I worked on this project for all of 2020. It feels great to have the paper out in an open access journal so people who are keen can check it out. The paper is about how endometriosis and PCOS, the two most common female reproductive conditions, are related to one another.
The idea for the project began a few years ago when I was learning about the role of oxytocin in endometriosis. Women with endometriosis tend to have higher levels of oxytocin in their blood and uterus, which appears to increase the contractility of the uterine musculature. This can play a role in the disease, as more forceful contractions create pain as well as possibly increase the quantity of retrograde menstruation (when menstrual blood goes back into the body rather than out of it).
During this initial investigation, I found a tiny bit of evidence suggesting that women with PCOS may have uteri that are less contractile, indicating that these women could have less oxytocin. After my 2017 project was published, someone did report finding lower serum oxytocin in women with PCOS.
My professor has developed an evolutionarily-minded way of studying disease over the past decade and a half: it's called 'diametric disorders'. Diametric means opposite. This way of examining disease involves investigating a given biological system - it could be a gene, a hormone, a network in the brain, a psychological adaptation, or something else.

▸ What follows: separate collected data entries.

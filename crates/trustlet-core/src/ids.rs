//! Identifier types for Trustlet.
//!
//! Every record kind gets its own UUID newtype so a `ReviewId` can never be
//! passed where a `BusinessId` is expected.

use serde::{Deserialize, Serialize};
use std::fmt;
use std::str::FromStr;

/// Define a UUID-backed identifier type with the standard trait set:
/// `Copy`/`Eq`/`Hash`, string (de)serialization, `FromStr`, `Display` and `Debug`.
macro_rules! uuid_id_type {
    ($name:ident, $doc:expr) => {
        #[doc = $doc]
        #[derive(Clone, Copy, PartialEq, Eq, Hash, PartialOrd, Ord, Serialize, Deserialize)]
        #[serde(try_from = "String", into = "String")]
        pub struct $name(uuid::Uuid);

        impl $name {
            /// Wrap an existing UUID.
            #[must_use]
            pub const fn from_uuid(uuid: uuid::Uuid) -> Self {
                Self(uuid)
            }

            /// Generate a new random identifier.
            #[must_use]
            pub fn generate() -> Self {
                Self(uuid::Uuid::new_v4())
            }

            /// Return the underlying UUID.
            #[must_use]
            pub const fn as_uuid(&self) -> &uuid::Uuid {
                &self.0
            }
        }

        impl FromStr for $name {
            type Err = IdError;

            fn from_str(s: &str) -> Result<Self, Self::Err> {
                let uuid = uuid::Uuid::parse_str(s).map_err(|_| IdError::InvalidUuid)?;
                Ok(Self(uuid))
            }
        }

        impl fmt::Debug for $name {
            fn fmt(&self, f: &mut fmt::Formatter<'_>) -> fmt::Result {
                write!(f, "{}({})", stringify!($name), self.0)
            }
        }

        impl fmt::Display for $name {
            fn fmt(&self, f: &mut fmt::Formatter<'_>) -> fmt::Result {
                write!(f, "{}", self.0)
            }
        }

        impl TryFrom<String> for $name {
            type Error = IdError;

            fn try_from(value: String) -> Result<Self, Self::Error> {
                value.parse()
            }
        }

        impl From<$name> for String {
            fn from(id: $name) -> Self {
                id.0.to_string()
            }
        }

        impl From<uuid::Uuid> for $name {
            fn from(uuid: uuid::Uuid) -> Self {
                Self(uuid)
            }
        }
    };
}

uuid_id_type!(UserId, "A user identifier issued by the identity provider.\n\nExtracted from the `sub` claim or the user-info `id` field.");
uuid_id_type!(BusinessId, "A business identifier. Also the public review-link slug.");
uuid_id_type!(ReviewId, "A review identifier.");
uuid_id_type!(SubscriptionId, "A subscription identifier.");

/// Errors that can occur when parsing identifiers.
#[derive(Debug, Clone, PartialEq, Eq, thiserror::Error)]
pub enum IdError {
    /// The input is not a valid UUID.
    #[error("invalid UUID format")]
    InvalidUuid,
}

Put simply, biological systems can develop and express toward relatively less or more activity. A simple example is the immune system: an under-active immune system makes you more susceptible to infection while an over-active immune system can engender autoimmune conditions like rheumatoid arthritis.

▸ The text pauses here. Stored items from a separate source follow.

//! API handlers.

pub mod business;
pub mod health;
pub mod public;
pub mod reviews;
pub mod stats;
pub mod subscription;
//! Core types and rules for Trustlet.
//!
//! This crate holds everything about reviews that does not need a database or
//! an HTTP stack:
//!
//! - **Identifiers**: `UserId`, `BusinessId`, `ReviewId`, `SubscriptionId`
//! - **Profiles**: `Business`, `BusinessProfile` (validated input)
//! - **Reviews**: `Review`, `Rating`, `ReviewSubmission`
//! - **Statistics**: `ReviewStats`, `compute_stats`
//! - **Quota**: `Plan`, `Subscription`, `FREE_PLAN_REVIEW_LIMIT`
//! - **Paging**: `PageRequest`, `Page`
//!
//! # Review quota
//!
//! Free accounts may collect at most 5 reviews in total. The cap applies to
//! collection only; existing reviews stay visible after it is reached.

#![forbid(unsafe_code)]
#![warn(missing_docs)]
#![warn(clippy::all)]
#![warn(clippy::pedantic)]

pub mod business;
pub mod error;
pub mod ids;
pub mod page;
pub mod plan;
pub mod review;
pub mod stats;
mod validate;

pub use business::{Business, BusinessProfile, PublicBusiness};
pub use error::{DomainError, Result};
pub use ids::{BusinessId, IdError, ReviewId, SubscriptionId, UserId};
pub use page::{Page, PageRequest, DEFAULT_PAGE_LIMIT, MAX_PAGE_LIMIT};
pub use plan::{can_collect, effective_plan, Plan, Subscription, FREE_PLAN_REVIEW_LIMIT};
pub use review::{Rating, Review, ReviewSubmission, MAX_RATING, MIN_RATING};
pub use stats::{compute_stats, summarize, RatingDistribution, ReviewStats};
pub use validate::{MAX_COMMENT_CHARS, MAX_NAME_CHARS, MAX_URL_CHARS};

Pairs of diseases that manifest from reduced or elevated activity of the same biological system will manifest with opposite symptoms. We began to suspect that this was the case with endometriosis and PCOS, so I spent all of 2020 exploring this question.
We learned that, in contrast to PCOS which centrally involves high levels of testosterone (including high testosterone exposure in utero), endometriosis appears to involve low levels of testosterone. This is an over-simplification, but you can read the details in the publication, of course.

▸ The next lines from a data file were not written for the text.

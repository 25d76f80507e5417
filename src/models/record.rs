//! Result types: what a batch produces and what gets persisted.

use crate::models::{Domain, QuestionRow};
use serde::{Deserialize, Serialize};

/// Where a manufactured prompt came from.
#[derive(Debug, Clone, PartialEq, Serialize, Deserialize)]
pub struct PromptInfo {
    pub domain: Domain,
    /// Cleaned file label
    pub file: String,
    pub group: String,
    /// Zero-based row position within the file
    pub idx: usize,
    #[serde(default)]
    pub subspecialty: String,
    #[serde(default)]
    pub source: String,
    #[serde(default)]
    pub differential_formation: String,
    #[serde(default)]
    pub treatment_strategies: String,
    /// Template with every placeholder replaced by `group`
    pub prompt: String,
}

/// Answer key copied from the question row.
#[derive(Debug, Clone, Default, PartialEq, Eq, Serialize, Deserialize)]
pub struct AnswerKey {
    #[serde(default)]
    pub correct: String,
    #[serde(default)]
    pub incorrect_1: String,
    #[serde(default)]
    pub incorrect_2: String,
    #[serde(default)]
    pub incorrect_3: String,
}

impl From<&QuestionRow> for AnswerKey {
    fn from(row: &QuestionRow) -> Self {
        Self {
            correct: row.correct.clone(),
            incorrect_1: row.incorrect_1.clone(),
            incorrect_2: row.incorrect_2.clone(),
            incorrect_3: row.incorrect_3.clone(),
        }
    }
}

/// One (file, group, row) combination and its responses.
#[derive(Debug, Clone, PartialEq, Serialize, Deserialize)]
pub struct ResultRecord {
    pub prompt_info: PromptInfo,
    pub answer_key: AnswerKey,
    /// One entry per configured repetition; failed queries hold an error string
    pub chat_responses: Vec<String>,
}

impl ResultRecord {
    pub fn new(
        domain: Domain,
        file: &str,
        group: &str,
        idx: usize,
        row: &QuestionRow,
        prompt: String,
        chat_responses: Vec<String>,
    ) -> Self {
        Self {
            prompt_info: PromptInfo {
                domain,
                file: file.to_string(),
                group: group.to_string(),
                idx,
                subspecialty: row.subspecialty.clone(),
                source: row.source.clone(),
                differential_formation: row.differential_formation.clone(),
                treatment_strategies: row.treatment_strategies.clone(),
                prompt,
            },
            answer_key: AnswerKey::from(row),
            chat_responses,
        }
    }
}

/// The persisted document of one run.
#[derive(Debug, Clone, PartialEq, Serialize, Deserialize)]
pub struct RunOutput {
    /// Label of the model that answered
    #[serde(rename = "LLM")]
    pub llm: String,
    pub results: Vec<ResultRecord>,
}

/// Statistics for a batch run.
#[derive(Debug, Clone, Default, Serialize, Deserialize)]
pub struct RunStats {
    /// Tables that were classified and processed
    pub files_processed: usize,

    /// Tables skipped for an unrecognized name
    pub files_skipped: usize,

    /// Records produced
    pub total_records: usize,

    /// Queries issued (each possibly with several attempts)
    pub total_queries: usize,

    /// Queries whose every attempt failed
    pub failed_queries: usize,

    /// Total runtime in seconds
    pub runtime_secs: f64,
}

impl RunStats {
    /// Fraction of queries that produced a model answer.
    pub fn success_rate(&self) -> f64 {
        if self.total_queries == 0 {
            return 1.0;
        }
        (self.total_queries - self.failed_queries) as f64 / self.total_queries as f64
    }
}

#[cfg(test)]
mod tests {
    use super::*;

    fn sample_row() -> QuestionRow {
        QuestionRow {
            prompt: "A [ ] presents".to_string(),
            correct: "A".to_string(),
            incorrect_1: "B".to_string(),
            incorrect_2: "C".to_string(),
            incorrect_3: "D".to_string(),
            subspecialty: "Hand".to_string(),
            ..Default::default()
        }
    }

    #[test]
    fn test_record_json_shape() {
        let record = ResultRecord::new(
            Domain::Diagnosis,
            "Hand",
            "asian female",
            4,
            &sample_row(),
            "A asian female presents".to_string(),
            vec!["ok".to_string()],
        );
        let output = RunOutput {
            llm: "Chat GPT 4".to_string(),
            results: vec![record],
        };

        let value = serde_json::to_value(&output).unwrap();
        assert_eq!(value["LLM"], "Chat GPT 4");
        let first = &value["results"][0];
        assert_eq!(first["prompt_info"]["domain"], "Diagnosis");
        assert_eq!(first["prompt_info"]["file"], "Hand");
        assert_eq!(first["prompt_info"]["group"], "asian female");
        assert_eq!(first["prompt_info"]["idx"], 4);
        assert_eq!(first["prompt_info"]["subspecialty"], "Hand");
        assert_eq!(first["prompt_info"]["treatment_strategies"], "");
        assert_eq!(first["prompt_info"]["prompt"], "A asian female presents");
        assert_eq!(first["answer_key"]["correct"], "A");
        assert_eq!(first["answer_key"]["incorrect_3"], "D");
        assert_eq!(first["chat_responses"][0], "ok");
    }

    #[test]
    fn test_success_rate() {
        let stats = RunStats {
            total_queries: 4,
            failed_queries: 1,
            ..Default::default()
        };
        assert!((stats.success_rate() - 0.75).abs() < f64::EPSILON);
        assert_eq!(RunStats::default().success_rate(), 1.0);
    }
}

Testosterone exposure has important impacts on the developing fetus, whether they are male or female. Female fetuses are usually exposed to much lower levels of testosterone than male fetuses, but variation is high. Maternal stress, age, metabolism, and genetics all play a role in how much testosterone the fetus receives .
When females are exposed to high levels of testosterone, PCOS can develop. The ovaries produce high levels of testosterone and the brain continues to send a hormonal signal to tell the ovaries to continue doing so.
We compiled evidence to suggest that opposite dynamics are at play in endometriosis. Research has largely focused on how high levels of estrogen (estradiol in particular) play a role in the inflammatory and proliferative nature of endometriosis, but our review points to an important role of testosterone, and an important role of the balance of estrogen and testosterone.
This project also reveals how female reproductive traits, such as onset of puberty, menopause, ovarian aging, ovulation, and secondary sex characteristics, are constellated together within individuals. We can learn about patterns of selection as well as tradeoffs between traits that help us survive and traits that help us mate successfully through exploring these two reproductive conditions.
So our way of looking at these conditions is seeing them as extreme expressions of testosterone-mediated female development.
A future project will examine how sexual selection by males on females contributes to these diseases.